→ **DATA FOR REVIEW**:

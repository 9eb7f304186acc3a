//! Order intents: what a strategy asks the engine to do on the next bar.

use serde::{Deserialize, Serialize};

use super::trade::ExitReason;

/// Direction of an intent.
///
/// `Long` buys the sized quantity, `Short` sells it, `Flat` closes whatever
/// position is open when the intent executes (size is ignored).
#[derive(Debug, Clone, Copy, PartialEq, Eq, Serialize, Deserialize)]
#[serde(rename_all = "snake_case")]
pub enum IntentSide {
    Long,
    Short,
    Flat,
}

/// How large the order is.
#[derive(Debug, Clone, Copy, PartialEq, Serialize, Deserialize)]
#[serde(tag = "kind", content = "value", rename_all = "snake_case")]
pub enum OrderSize {
    /// Fraction of total equity at the close of the bar that emitted the intent.
    FractionOfEquity(f64),
    /// Absolute quantity in base-asset units.
    Quantity(f64),
}

impl OrderSize {
    pub fn raw(&self) -> f64 {
        match *self {
            OrderSize::FractionOfEquity(v) | OrderSize::Quantity(v) => v,
        }
    }
}

#[derive(Debug, Clone, Copy, PartialEq, Serialize, Deserialize)]
#[serde(tag = "type", rename_all = "snake_case")]
pub enum OrderType {
    /// Fill at the next bar's open, adjusted by slippage.
    Market,
    /// Fill at `price` only if the next bar trades through it.
    Limit { price: f64 },
}

/// An order request emitted by a strategy at bar `t`, executable at `t + 1`.
#[derive(Debug, Clone, Copy, PartialEq, Serialize, Deserialize)]
pub struct OrderIntent {
    pub side: IntentSide,
    pub size: OrderSize,
    pub order_type: OrderType,
    /// Recorded on the trade this intent closes. `None` means a signal exit.
    #[serde(default, skip_serializing_if = "Option::is_none")]
    pub exit_reason: Option<ExitReason>,
}

impl OrderIntent {
    pub fn market(side: IntentSide, size: OrderSize) -> Self {
        Self {
            side,
            size,
            order_type: OrderType::Market,
            exit_reason: None,
        }
    }

    pub fn limit(side: IntentSide, size: OrderSize, price: f64) -> Self {
        Self {
            side,
            size,
            order_type: OrderType::Limit { price },
            exit_reason: None,
        }
    }

    /// Market buy sized as a fraction of equity.
    pub fn buy_fraction(fraction: f64) -> Self {
        Self::market(IntentSide::Long, OrderSize::FractionOfEquity(fraction))
    }

    /// Market sell sized as a fraction of equity.
    pub fn sell_fraction(fraction: f64) -> Self {
        Self::market(IntentSide::Short, OrderSize::FractionOfEquity(fraction))
    }

    /// Close the open position at the next open.
    pub fn close() -> Self {
        Self::market(IntentSide::Flat, OrderSize::Quantity(0.0))
    }

    /// Tag the trade this intent closes with `reason`.
    pub fn with_exit_reason(mut self, reason: ExitReason) -> Self {
        self.exit_reason = Some(reason);
        self
    }

    /// Structural validation. Returns the reason the intent is malformed.
    pub fn validate(&self) -> Result<(), String> {
        if let OrderType::Limit { price } = self.order_type {
            if !price.is_finite() || price <= 0.0 {
                return Err(format!("limit price must be positive and finite, got {price}"));
            }
        }
        if self.side == IntentSide::Flat {
            return Ok(());
        }
        let size = self.size.raw();
        if !size.is_finite() {
            return Err(format!("size must be finite, got {size}"));
        }
        if size <= 0.0 {
            return Err(format!("size must be positive, got {size}"));
        }
        Ok(())
    }
}
//! Bar intervals as crypto venues label them ("1m", "4h", "1d").

use chrono::Duration;
use serde::{Deserialize, Serialize};
use std::fmt;
use std::str::FromStr;
use thiserror::Error;

#[derive(Debug, Clone, Copy, PartialEq, Eq, Hash, Serialize, Deserialize)]
#[serde(try_from = "String", into = "String")]
pub enum Timeframe {
    M1,
    M5,
    M15,
    M30,
    H1,
    H2,
    H4,
    D1,
}

#[derive(Debug, Clone, PartialEq, Eq, Error)]
#[error("unknown timeframe '{0}' (expected one of 1m, 5m, 15m, 30m, 1h, 2h, 4h, 1d)")]
pub struct UnknownTimeframe(pub String);

impl Timeframe {
    pub const ALL: [Timeframe; 8] = [
        Timeframe::M1,
        Timeframe::M5,
        Timeframe::M15,
        Timeframe::M30,
        Timeframe::H1,
        Timeframe::H2,
        Timeframe::H4,
        Timeframe::D1,
    ];

    pub fn minutes(&self) -> i64 {
        match self {
            Timeframe::M1 => 1,
            Timeframe::M5 => 5,
            Timeframe::M15 => 15,
            Timeframe::M30 => 30,
            Timeframe::H1 => 60,
            Timeframe::H2 => 120,
            Timeframe::H4 => 240,
            Timeframe::D1 => 1_440,
        }
    }

    pub fn duration(&self) -> Duration {
        Duration::minutes(self.minutes())
    }

    /// Bars in a 365-day year (crypto trades around the clock).
    pub fn bars_per_year(&self) -> u32 {
        (365 * 1_440 / self.minutes()) as u32
    }

    pub fn label(&self) -> &'static str {
        match self {
            Timeframe::M1 => "1m",
            Timeframe::M5 => "5m",
            Timeframe::M15 => "15m",
            Timeframe::M30 => "30m",
            Timeframe::H1 => "1h",
            Timeframe::H2 => "2h",
            Timeframe::H4 => "4h",
            Timeframe::D1 => "1d",
        }
    }
}

impl fmt::Display for Timeframe {
    fn fmt(&self, f: &mut fmt::Formatter<'_>) -> fmt::Result {
        f.write_str(self.label())
    }
}

impl FromStr for Timeframe {
    type Err = UnknownTimeframe;

    fn from_str(s: &str) -> Result<Self, Self::Err> {
        let lower = s.trim().to_ascii_lowercase();
        Timeframe::ALL
            .into_iter()
            .find(|tf| tf.label() == lower)
            .ok_or(UnknownTimeframe(s.to_string()))
    }
}

impl TryFrom<String> for Timeframe {
    type Error = UnknownTimeframe;

    fn try_from(value: String) -> Result<Self, Self::Error> {
        value.parse()
    }
}

impl From<Timeframe> for String {
    fn from(tf: Timeframe) -> Self {
        tf.label().to_string()
    }
}
//! Run fingerprinting: content hashes that prove two runs saw identical inputs.
//!
//! - `ContentHash`: BLAKE3 hex digest.
//! - `hash_series`: over every bar's timestamp and OHLCV bit pattern.
//! - `RunFingerprint`: series hash + engine config hash + strategy name.

use chrono::{DateTime, Utc};
use serde::{Deserialize, Serialize};
use std::fmt;

use crate::domain::PriceSeries;

/// BLAKE3 digest, hex-encoded.
#[derive(Debug, Clone, PartialEq, Eq, Hash, Serialize, Deserialize)]
pub struct ContentHash(pub String);

impl ContentHash {
    pub fn from_bytes(bytes: &[u8]) -> Self {
        Self(blake3::hash(bytes).to_hex().to_string())
    }

    /// First 12 hex chars, for log lines and report headers.
    pub fn short(&self) -> &str {
        &self.0[..self.0.len().min(12)]
    }
}

impl fmt::Display for ContentHash {
    fn fmt(&self, f: &mut fmt::Formatter<'_>) -> fmt::Result {
        write!(f, "{}", self.0)
    }
}

/// Hash the series content. The symbol label is included; float fields are
/// hashed by bit pattern so `-0.0` and `0.0` differ.
pub fn hash_series(series: &PriceSeries) -> ContentHash {
    let mut hasher = blake3::Hasher::new();
    hasher.update(series.symbol().as_bytes());
    for bar in series.bars() {
        hasher.update(&bar.timestamp.timestamp_millis().to_le_bytes());
        for v in [bar.open, bar.high, bar.low, bar.close, bar.volume] {
            hasher.update(&v.to_bits().to_le_bytes());
        }
    }
    ContentHash(hasher.finalize().to_hex().to_string())
}

/// Complete identity of a single run.
#[derive(Debug, Clone, PartialEq, Serialize, Deserialize)]
pub struct RunFingerprint {
    // ── Inputs ──
    pub symbol: String,
    pub strategy: String,
    pub bar_count: usize,
    pub start: DateTime<Utc>,
    pub end: DateTime<Utc>,

    // ── Derived hashes ──
    pub series_hash: ContentHash,
    pub config_hash: ContentHash,
}

impl RunFingerprint {
    /// Combined identity: equal iff series, config and strategy name match.
    pub fn run_hash(&self) -> ContentHash {
        let canonical = serde_json::json!({
            "config_hash": &self.config_hash.0,
            "series_hash": &self.series_hash.0,
            "strategy": &self.strategy,
        });
        ContentHash::from_bytes(canonical.to_string().as_bytes())
    }
}

#[cfg(test)]
mod tests {
    use super::*;
    use crate::domain::test_bars;

    #[test]
    fn series_hash_is_deterministic() {
        let a = PriceSeries::new("BTCUSDT", test_bars(&[1.0, 2.0, 3.0])).unwrap();
        let b = PriceSeries::new("BTCUSDT", test_bars(&[1.0, 2.0, 3.0])).unwrap();
        assert_eq!(hash_series(&a), hash_series(&b));
        assert_eq!(hash_series(&a).0.len(), 64);
    }

    #[test]
    fn series_hash_changes_with_content() {
        let a = PriceSeries::new("BTCUSDT", test_bars(&[1.0, 2.0, 3.0])).unwrap();
        let b = PriceSeries::new("BTCUSDT", test_bars(&[1.0, 2.0, 3.5])).unwrap();
        let c = PriceSeries::new("ETHUSDT", test_bars(&[1.0, 2.0, 3.0])).unwrap();
        assert_ne!(hash_series(&a), hash_series(&b));
        assert_ne!(hash_series(&a), hash_series(&c));
    }

    #[test]
    fn short_hash_prefix() {
        let h = ContentHash::from_bytes(b"abc");
        assert_eq!(h.short().len(), 12);
        assert!(h.0.starts_with(h.short()));
    }

    #[test]
    fn run_hash_depends_on_strategy() {
        let series = PriceSeries::new("BTCUSDT", test_bars(&[1.0, 2.0])).unwrap();
        let fp = RunFingerprint {
            symbol: "BTCUSDT".into(),
            strategy: "flat".into(),
            bar_count: 2,
            start: series.first().timestamp,
            end: series.last().timestamp,
            series_hash: hash_series(&series),
            config_hash: ContentHash::from_bytes(b"{}"),
        };
        let other = RunFingerprint {
            strategy: "buy_and_hold".into(),
            ..fp.clone()
        };
        assert_ne!(fp.run_hash(), other.run_hash());
        assert_eq!(fp.run_hash(), fp.clone().run_hash());
    }
}
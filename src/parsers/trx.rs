/// Parser for Visual Studio `.trx` test results.
///
/// Structure:
///   <TestRun id="..." name="..." xmlns="http://microsoft.com/schemas/VisualStudio/TeamTest/2010">
///     <Times creation="..." queuing="..." start="2016-01-21T17:38:56.9281140+01:00"
///            finish="2016-01-21T17:38:58.3121140+01:00" />
///     ...
///     <ResultSummary outcome="Failed">
///       <Counters total="31" executed="31" passed="14" error="3" failed="5"
///                 timeout="2" aborted="1" inconclusive="6" ... />
///     </ResultSummary>
///   </TestRun>
use std::path::Path;

use chrono::{DateTime, FixedOffset};
use tracing::{debug, info};

use super::xml::XmlCursor;
use super::{checked_sum, counter, UnitTestResultsParser};
use crate::error::Result;
use crate::model::UnitTestResults;
use crate::paths;

const TIMESTAMP_FORMAT: &str = "%Y-%m-%dT%H:%M:%S%.f%:z";

pub struct TrxParser {
    with_times: bool,
}

impl TrxParser {
    /// Counters plus the run duration taken from `<Times>`.
    pub fn new() -> Self {
        Self { with_times: true }
    }

    /// Counters only, bucketed from the `total` attribute.
    pub fn counters_only() -> Self {
        Self { with_times: false }
    }

    fn add_counters(&self, cursor: &XmlCursor, results: &mut UnitTestResults) -> Result<()> {
        let errors = cursor.require_int_attribute("error")?;
        let failed = cursor.require_int_attribute("failed")?;
        let timeout = cursor.require_int_attribute("timeout")?;
        let aborted = cursor.require_int_attribute("aborted")?;
        let inconclusive = cursor.require_int_attribute("inconclusive")?;
        let passed = cursor.require_int_attribute("passed")?;

        if self.with_times {
            results.add(
                counter(
                    cursor,
                    "run",
                    checked_sum(cursor, "run", &[passed, failed, errors, timeout, aborted])?,
                )?,
                counter(cursor, "passed", passed)?,
                counter(cursor, "skipped", inconclusive)?,
                counter(
                    cursor,
                    "failed",
                    checked_sum(cursor, "failed", &[timeout, failed, aborted])?,
                )?,
                counter(cursor, "errored", errors)?,
                0,
            );
        } else {
            let total = cursor.require_int_attribute("total")?;
            results.add(
                counter(cursor, "run", total)?,
                counter(cursor, "passed", passed)?,
                counter(
                    cursor,
                    "skipped",
                    checked_sum(cursor, "skipped", &[aborted, inconclusive])?,
                )?,
                counter(cursor, "failed", checked_sum(cursor, "failed", &[timeout, failed])?)?,
                counter(cursor, "errored", errors)?,
                0,
            );
        }
        Ok(())
    }
}

impl Default for TrxParser {
    fn default() -> Self {
        Self::new()
    }
}

fn parse_timestamp(value: &str) -> Option<DateTime<FixedOffset>> {
    DateTime::parse_from_str(value.trim(), TIMESTAMP_FORMAT).ok()
}

/// Milliseconds between `start` and `finish`, zero when either timestamp
/// cannot be read or the run ends before it starts.
fn duration_millis(start: &str, finish: &str) -> u64 {
    match (parse_timestamp(start), parse_timestamp(finish)) {
        (Some(start), Some(finish)) => {
            u64::try_from((finish - start).num_milliseconds()).unwrap_or(0)
        }
        _ => {
            debug!("Ignoring the unparsable test run times start=\"{start}\" finish=\"{finish}\"");
            0
        }
    }
}

impl UnitTestResultsParser for TrxParser {
    fn parse(&self, path: &Path, results: &mut UnitTestResults) -> Result<()> {
        info!(
            "Parsing the Visual Studio Test Results file {}",
            paths::absolute(path).display()
        );
        let mut cursor = XmlCursor::open(path)?;
        cursor.require_root_tag("TestRun")?;

        let mut counters = UnitTestResults::new();
        let mut found_counters = false;
        let mut times: Option<(String, String)> = None;

        while let Some(tag) = cursor.next_tag()? {
            match tag.as_str() {
                "Counters" => {
                    if found_counters {
                        return Err(cursor.parse_error("Only one <Counters> tag is expected"));
                    }
                    found_counters = true;
                    self.add_counters(&cursor, &mut counters)?;
                }
                "Times" if self.with_times => {
                    let start = cursor.optional_attribute("start").unwrap_or_default();
                    let finish = cursor.optional_attribute("finish").unwrap_or_default();
                    times = Some((start.to_string(), finish.to_string()));
                }
                _ => {}
            }
        }

        if !found_counters {
            return Err(cursor.parse_error("The mandatory <Counters> tag is missing"));
        }

        if let Some((start, finish)) = times {
            counters.add_execution_time(duration_millis(&start, &finish));
        }
        results.merge(&counters);
        Ok(())
    }
}
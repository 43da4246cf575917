//! Which report properties to read, and where their values come from.
//!
//! The host owns the settings store; this crate only needs to turn a
//! property key into the comma-separated list of path patterns the user
//! configured for it. `FileSettings` is a standalone store backed by a TOML
//! file for use outside a host:
//!
//! ```toml
//! base_dir = "build"
//! policy = "best-effort"
//!
//! [properties]
//! "sonar.cs.opencover.reportsPaths" = "coverage/*.xml"
//! "sonar.cs.vstest.reportsPaths" = ["TestResults/**/*.trx", "legacy.trx"]
//! ```

use std::collections::{BTreeMap, HashMap};
use std::fs;
use std::hash::BuildHasher;
use std::path::{Path, PathBuf};

use serde::{Deserialize, Serialize};

use crate::error::{ReportError, Result};
use crate::parsers::{CoverageFormat, TestResultsFormat};

const DEFAULT_LANGUAGE: &str = "cs";

/// What to do when one report of an aggregation run cannot be parsed.
#[derive(Debug, Clone, Copy, Default, PartialEq, Eq, Serialize, Deserialize)]
#[serde(rename_all = "kebab-case")]
pub enum FailurePolicy {
    /// Abort the run on the first report error.
    #[default]
    FailFast,
    /// Log the failed report, leave the accumulator untouched for it and
    /// carry on with the rest.
    BestEffort,
}

/// Property keys naming the coverage reports of one language.
#[derive(Debug, Clone, PartialEq, Eq, Serialize, Deserialize)]
#[serde(default)]
pub struct CoverageConfiguration {
    pub language_key: String,
    pub ncover3_property_key: String,
    pub opencover_property_key: String,
    pub dotcover_property_key: String,
    /// Read the dotCover property as aggregated index pages rather than as
    /// individual source pages.
    pub dotcover_aggregated: bool,
    pub vscoveragexml_property_key: String,
}

impl CoverageConfiguration {
    pub fn for_language(language_key: &str) -> Self {
        Self {
            language_key: language_key.to_string(),
            ncover3_property_key: property_key(language_key, "ncover3"),
            opencover_property_key: property_key(language_key, "opencover"),
            dotcover_property_key: property_key(language_key, "dotcover"),
            dotcover_aggregated: true,
            vscoveragexml_property_key: property_key(language_key, "vscoveragexml"),
        }
    }

    /// Every configured format with the property key that lists its reports.
    pub fn property_keys(&self) -> Vec<(CoverageFormat, &str)> {
        let dotcover = if self.dotcover_aggregated {
            CoverageFormat::DotCoverAggregated
        } else {
            CoverageFormat::DotCover
        };
        vec![
            (CoverageFormat::NCover3, self.ncover3_property_key.as_str()),
            (CoverageFormat::OpenCover, self.opencover_property_key.as_str()),
            (dotcover, self.dotcover_property_key.as_str()),
            (
                CoverageFormat::VisualStudioCoverageXml,
                self.vscoveragexml_property_key.as_str(),
            ),
        ]
    }
}

impl Default for CoverageConfiguration {
    fn default() -> Self {
        Self::for_language(DEFAULT_LANGUAGE)
    }
}

/// Property keys naming the unit test result reports of one language.
#[derive(Debug, Clone, PartialEq, Eq, Serialize, Deserialize)]
#[serde(default)]
pub struct UnitTestConfiguration {
    pub nunit_property_key: String,
    /// Sum `<test-suite>` durations on top of the root summary.
    pub nunit_suite_timing: bool,
    pub visual_studio_property_key: String,
    /// Bucket TRX counters by outcome and read the run duration.
    pub visual_studio_times: bool,
    pub xunit_property_key: String,
}

impl UnitTestConfiguration {
    pub fn for_language(language_key: &str) -> Self {
        Self {
            nunit_property_key: property_key(language_key, "nunit"),
            nunit_suite_timing: true,
            visual_studio_property_key: property_key(language_key, "vstest"),
            visual_studio_times: true,
            xunit_property_key: property_key(language_key, "xunit"),
        }
    }

    pub fn property_keys(&self) -> Vec<(TestResultsFormat, &str)> {
        let nunit = if self.nunit_suite_timing {
            TestResultsFormat::NUnit
        } else {
            TestResultsFormat::NUnitSummary
        };
        let visual_studio = if self.visual_studio_times {
            TestResultsFormat::VisualStudio
        } else {
            TestResultsFormat::VisualStudioCounters
        };
        vec![
            (nunit, self.nunit_property_key.as_str()),
            (visual_studio, self.visual_studio_property_key.as_str()),
            (TestResultsFormat::XUnit, self.xunit_property_key.as_str()),
        ]
    }
}

impl Default for UnitTestConfiguration {
    fn default() -> Self {
        Self::for_language(DEFAULT_LANGUAGE)
    }
}

fn property_key(language_key: &str, report: &str) -> String {
    format!("sonar.{language_key}.{report}.reportsPaths")
}

/// Split a comma-separated pattern list, trimming entries and dropping
/// empty ones.
pub fn split_patterns(value: &str) -> Vec<String> {
    value
        .split(',')
        .map(str::trim)
        .filter(|p| !p.is_empty())
        .map(str::to_string)
        .collect()
}

/// Read access to the host's settings store.
pub trait Settings {
    /// Raw value of `key`, if the key is set at all.
    fn get_string(&self, key: &str) -> Option<&str>;

    fn has_key(&self, key: &str) -> bool {
        self.get_string(key).is_some()
    }

    /// Patterns listed under `key`; empty when the key is not set.
    fn patterns(&self, key: &str) -> Vec<String> {
        self.get_string(key).map(split_patterns).unwrap_or_default()
    }
}

impl<S: BuildHasher> Settings for HashMap<String, String, S> {
    fn get_string(&self, key: &str) -> Option<&str> {
        self.get(key).map(String::as_str)
    }
}

impl Settings for BTreeMap<String, String> {
    fn get_string(&self, key: &str) -> Option<&str> {
        self.get(key).map(String::as_str)
    }
}

#[derive(Debug, Clone, Deserialize)]
#[serde(untagged)]
enum PropertyValue {
    One(String),
    Many(Vec<String>),
}

impl PropertyValue {
    fn into_joined(self) -> String {
        match self {
            PropertyValue::One(value) => value,
            PropertyValue::Many(values) => values.join(","),
        }
    }
}

#[derive(Debug, Default, Deserialize)]
#[serde(default)]
struct RawFileSettings {
    base_dir: Option<PathBuf>,
    language: Option<String>,
    policy: FailurePolicy,
    properties: BTreeMap<String, PropertyValue>,
}

/// Settings store read from a TOML file.
#[derive(Debug, Clone, Default, PartialEq, Eq)]
pub struct FileSettings {
    /// Directory relative patterns are resolved against, itself relative to
    /// the directory holding the settings file.
    pub base_dir: Option<PathBuf>,
    pub language: Option<String>,
    pub policy: FailurePolicy,
    pub properties: BTreeMap<String, String>,
}

impl FileSettings {
    pub fn load(path: &Path) -> Result<Self> {
        let content = fs::read_to_string(path).map_err(|e| ReportError::io(path, e))?;
        let mut settings = Self::parse(&content).map_err(|e| match e {
            ReportError::Config(msg) => {
                ReportError::Config(format!("{} in {}", msg, path.display()))
            }
            other => other,
        })?;

        if let Some(base_dir) = settings.base_dir.take() {
            let parent = path.parent().unwrap_or_else(|| Path::new(""));
            settings.base_dir = Some(parent.join(base_dir));
        }
        Ok(settings)
    }

    pub fn parse(content: &str) -> Result<Self> {
        let raw: RawFileSettings =
            toml::from_str(content).map_err(|e| ReportError::Config(e.message().to_string()))?;

        Ok(Self {
            base_dir: raw.base_dir,
            language: raw.language,
            policy: raw.policy,
            properties: raw
                .properties
                .into_iter()
                .map(|(key, value)| (key, value.into_joined()))
                .collect(),
        })
    }

    pub fn language_key(&self) -> &str {
        self.language.as_deref().unwrap_or(DEFAULT_LANGUAGE)
    }
}

impl Settings for FileSettings {
    fn get_string(&self, key: &str) -> Option<&str> {
        self.properties.get_string(key)
    }
}
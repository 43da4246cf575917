pub mod aggregate;
pub mod cli;
pub mod config;
pub mod error;
pub mod import;
pub mod model;
pub mod parsers;
pub mod paths;
pub mod wildcard;
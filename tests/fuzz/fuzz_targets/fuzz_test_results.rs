#![no_main]
use dotnet_reports::model::UnitTestResults;
use dotnet_reports::parsers::{TestResultsFormat, UnitTestResultsParser};
use libfuzzer_sys::fuzz_target;

fuzz_target!(|data: &[u8]| {
    let Some((&selector, report)) = data.split_first() else {
        return;
    };
    let format = TestResultsFormat::ALL[selector as usize % TestResultsFormat::ALL.len()];

    let dir = tempfile::tempdir().unwrap();
    let path = dir.path().join("results.xml");
    std::fs::write(&path, report).unwrap();

    // Parsers must not panic on any input.
    let _ = format.parser().parse(&path, &mut UnitTestResults::new());
});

→ **WORK ITEM**: Starting with the first line of the listing above and ending with the line that holds "pub enum OrderSize", return those lines exactly as written, both included.

→ **TASK SOLUTION**:
repository 9eb7f304186acc3a
//! Order intents: what a strategy asks the engine to do on the next bar.

use serde::{Deserialize, Serialize};

use super::trade::ExitReason;

/// Direction of an intent.
///
/// `Long` buys the sized quantity, `Short` sells it, `Flat` closes whatever
/// position is open when the intent executes (size is ignored).
#[derive(Debug, Clone, Copy, PartialEq, Eq, Serialize, Deserialize)]
#[serde(rename_all = "snake_case")]
pub enum IntentSide {
    Long,
    Short,
    Flat,
}

/// How large the order is.
#[derive(Debug, Clone, Copy, PartialEq, Serialize, Deserialize)]
#[serde(tag = "kind", content = "value", rename_all = "snake_case")]
pub enum OrderSize {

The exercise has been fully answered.